Why do we feel that this is the loneliest generation, and what can we do about it? The first and most obvious conclusion to the first would be to accuse technology. The big bad iPhone and internet and walking whilst texting which will make you miss the love of your life because you never looked up from your screen to see them sitting across the cafe from you.
But is that really it?
Social media started in order to connect people. You were meant to be able to find your ‘real-life’ friends in order to stay in touch and keep up with what was happening in their lives. And take Facebook. It wasn’t long after its conception that the groups started popping up. ‘That feeling when you think there’s another step’, ‘My mum is the best mum’, ‘Coffee in the morning’. Small ideas and comments on every day life that very quickly snowballed into gargantuan pages filled with thousands upon thousands of people all essentially saying the very same thing by liking them: “I experience this too”. It was a mass connection of dot-to-dots around the world and rather than notice the phenomenon and casually ignore it, half the world took part because it was in fact more than that – it was “I like knowing that others experience this too”.
So surely technology and the ability to communicate far more efficiently cannot be entirely blamed for loneliness? No, in my humble opinion, loneliness has always been there, and will always be there, because the problem is not necessarily with having or not having the means to communicate. It’s with having or not having the capability to fit in. And that cannot be built or taught.
How do you connect if you refuse to be part of anything?

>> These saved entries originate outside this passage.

//! Tag entity model.

use chrono::{DateTime, Utc};
use serde::{Deserialize, Serialize};

use docshelf_core::types::{TagId, UserId};

use super::TagColor;

/// A labeled category a document can carry.
///
/// Identity is the `id`; uniqueness of `name` is enforced by the tag
/// service, not by this type.
#[derive(Debug, Clone, PartialEq, Serialize, Deserialize)]
#[serde(rename_all = "camelCase")]
pub struct Tag {
    /// Unique tag identifier.
    pub id: TagId,
    /// Display name.
    pub name: String,
    /// Chip color.
    pub color: TagColor,
    /// When the tag was created.
    pub created_at: DateTime<Utc>,
    /// When the tag was last renamed or recolored.
    pub updated_at: DateTime<Utc>,
    /// The user who created the tag.
    pub created_by_user_id: UserId,
}

impl Tag {
    /// Create a new tag stamped with the current time.
    pub fn new(name: impl Into<String>, color: TagColor, created_by: UserId) -> Self {
        let now = Utc::now();
        Self {
            id: TagId::new(),
            name: name.into(),
            color,
            created_at: now,
            updated_at: now,
            created_by_user_id: created_by,
        }
    }

    /// Whether this tag's name equals `name`, ignoring case and surrounding whitespace.
    pub fn has_name(&self, name: &str) -> bool {
        self.name.trim().to_lowercase() == name.trim().to_lowercase()
    }
}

Two points here though. The first is that, arguably, it never should be. As a species we seem to be constantly torn between fierce individualism and a strong sense of community, which will always provide conflict both personally and inter-personally. I have always felt torn between them myself. On one hand I was raised to be entirely and defiantly myself, to never give in to peer pressure on any subject including ‘following trends’ because it meant I was losing the capability to think independently. But the true result? I spent a long time feeling isolated, feeling lonely, because I was struggling to connect, and it took me a while to begin finding that balance. After all, how do you connect if you refuse to be part of anything?

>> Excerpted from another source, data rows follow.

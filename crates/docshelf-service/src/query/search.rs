//! Free-text search predicate.

use docshelf_entity::document::DocumentRecord;

/// Lower-cased, whitespace-separated search tokens.
///
/// A record matches when *every* token is a substring of its file name or
/// of any of its tag names (each token independently). No tokens means
/// every record matches.
#[derive(Debug, Clone, Default, PartialEq, Eq)]
pub struct SearchTerms {
    tokens: Vec<String>,
}

impl SearchTerms {
    /// Split `input` on whitespace and lower-case each token.
    pub fn parse(input: &str) -> Self {
        Self {
            tokens: input.split_whitespace().map(str::to_lowercase).collect(),
        }
    }

    /// Whether there is nothing to filter on.
    pub fn is_empty(&self) -> bool {
        self.tokens.is_empty()
    }

    /// The parsed tokens.
    pub fn tokens(&self) -> &[String] {
        &self.tokens
    }

    /// Apply the AND-across-tokens predicate to a record.
    pub fn matches(&self, record: &DocumentRecord) -> bool {
        if self.tokens.is_empty() {
            return true;
        }
        let file_name = record.file_name.to_lowercase();
        let tag_names: Vec<String> = record.tags.iter().map(|t| t.name.to_lowercase()).collect();

        self.tokens.iter().all(|token| {
            file_name.contains(token.as_str())
                || tag_names.iter().any(|name| name.contains(token.as_str()))
        })
    }
}
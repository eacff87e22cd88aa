//! In-memory blob store for uploaded file contents.

use std::collections::HashMap;

use async_trait::async_trait;
use bytes::Bytes;
use tokio::sync::RwLock;

use docshelf_core::error::AppError;
use docshelf_core::result::AppResult;
use docshelf_core::traits::BlobStore;

/// Keeps file bytes in a `HashMap` behind a read/write lock.
#[derive(Debug, Default)]
pub struct MemoryBlobStore {
    blobs: RwLock<HashMap<String, Bytes>>,
}

impl MemoryBlobStore {
    /// Create an empty blob store.
    pub fn new() -> Self {
        Self::default()
    }
}

#[async_trait]
impl BlobStore for MemoryBlobStore {
    fn store_type(&self) -> &str {
        "memory"
    }

    async fn put(&self, key: &str, data: Bytes) -> AppResult<()> {
        self.blobs.write().await.insert(key.to_string(), data);
        Ok(())
    }

    async fn get(&self, key: &str) -> AppResult<Bytes> {
        self.blobs
            .read()
            .await
            .get(key)
            .cloned()
            .ok_or_else(|| AppError::not_found(format!("No stored contents for '{key}'")))
    }

    async fn delete(&self, key: &str) -> AppResult<()> {
        self.blobs.write().await.remove(key);
        Ok(())
    }

    async fn exists(&self, key: &str) -> AppResult<bool> {
        Ok(self.blobs.read().await.contains_key(key))
    }
}
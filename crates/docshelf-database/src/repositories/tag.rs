//! Tag repository.

use docshelf_core::types::TagId;
use docshelf_entity::tag::Tag;

use super::memory::{Keyed, MemoryRepository};

impl Keyed for Tag {
    type Key = TagId;

    const ENTITY: &'static str = "Tag";

    fn key(&self) -> &TagId {
        &self.id
    }
}

/// In-memory store of tags.
pub type TagRepository = MemoryRepository<Tag>;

But the second and main one is that judgement, or rather, fear of judgement, runs rampant as a human disposition. Perhaps more so now due to influence by the media’s portrayal of what we ‘should’ look like or ‘should’ be doing (and our inability to live up to those standards) but I’m sure it always has, even before radio and telephones and internet and Netflix. Maybe the first person to wear a hat was scoffed at and mocked by their respective peers because they thought it looked ridiculous. Maybe the first person to wear a hat lost all their friends and died lonely, only for the trend to be picked up a hundred years later. Our sea of communication potentials and technological advancements don’t make us any more alone, but they do make it all the more obvious when we feel like we’re not fitting in, and thus, it could be said that they make us feel more lonely. And in this sense, each individual has their own choices to make as to who they are willing to expose their true ‘hat-wearing’ selfs to, and who they feel the need to hide behind a facade with; and in turn, how important these two groups of people are to them.

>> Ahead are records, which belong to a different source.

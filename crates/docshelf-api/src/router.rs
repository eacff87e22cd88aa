//! Route definitions for the DocShelf HTTP API.
//!
//! All routes are organized by resource and mounted under `/api`.

use axum::{
    Router,
    extract::DefaultBodyLimit,
    middleware as axum_middleware,
    routing::{delete, get, post},
};
use tower_http::limit::RequestBodyLimitLayer;

use crate::handlers;
use crate::middleware;
use crate::state::AppState;

/// Multipart framing allowance on top of the largest accepted file.
const MULTIPART_OVERHEAD_BYTES: u64 = 64 * 1024;

/// Build the Axum router with all routes, body limits and request logging.
pub fn build_router(state: AppState) -> Router {
    let body_limit = state
        .config
        .upload
        .max_file_size_bytes
        .saturating_add(MULTIPART_OVERHEAD_BYTES);
    let body_limit = usize::try_from(body_limit).unwrap_or(usize::MAX);

    let api_routes = Router::new()
        .merge(document_routes())
        .merge(tag_routes())
        .merge(health_routes());

    Router::new()
        .nest("/api", api_routes)
        .layer(DefaultBodyLimit::disable())
        .layer(RequestBodyLimitLayer::new(body_limit))
        .layer(axum_middleware::from_fn_with_state(
            state.clone(),
            middleware::timeout::request_timeout,
        ))
        .layer(axum_middleware::from_fn(
            middleware::logging::request_logging,
        ))
        .with_state(state)
}

/// Documents, trash and downloads
fn document_routes() -> Router<AppState> {
    Router::new()
        .route(
            "/files",
            get(handlers::document::list_documents).post(handlers::document::upload_document),
        )
        .route(
            "/files/{id}",
            get(handlers::document::get_document)
                .patch(handlers::document::update_document)
                .delete(handlers::document::trash_document),
        )
        .route(
            "/files/{id}/download",
            get(handlers::document::download_document),
        )
        .route(
            "/files/{id}/restore",
            post(handlers::document::restore_document),
        )
        .route(
            "/files/{id}/permanent",
            delete(handlers::document::purge_document),
        )
}

/// Tag CRUD
fn tag_routes() -> Router<AppState> {
    Router::new()
        .route(
            "/tags",
            get(handlers::tag::list_tags).post(handlers::tag::create_tag),
        )
        .route(
            "/tags/{id}",
            get(handlers::tag::get_tag)
                .patch(handlers::tag::update_tag)
                .delete(handlers::tag::delete_tag),
        )
}

/// Health check
fn health_routes() -> Router<AppState> {
    Router::new().route("/health", get(handlers::health::health))
}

I guess in short, I think loneliness is something we have to deal with on an individual level. Breaking the internet or banning iPhones (both probably just as unlikely as the other) may or may not help, so the real battle should be in helping the next generation to realise they don’t need to prove themselves to anyone, and shouldn’t expect others to either. They shouldn’t need to do anything they don’t want to do just to fit it, especially not for us. Us with our Supreme and our man-buns and our obsession with talking about Game of Thrones (…Jon, though?!).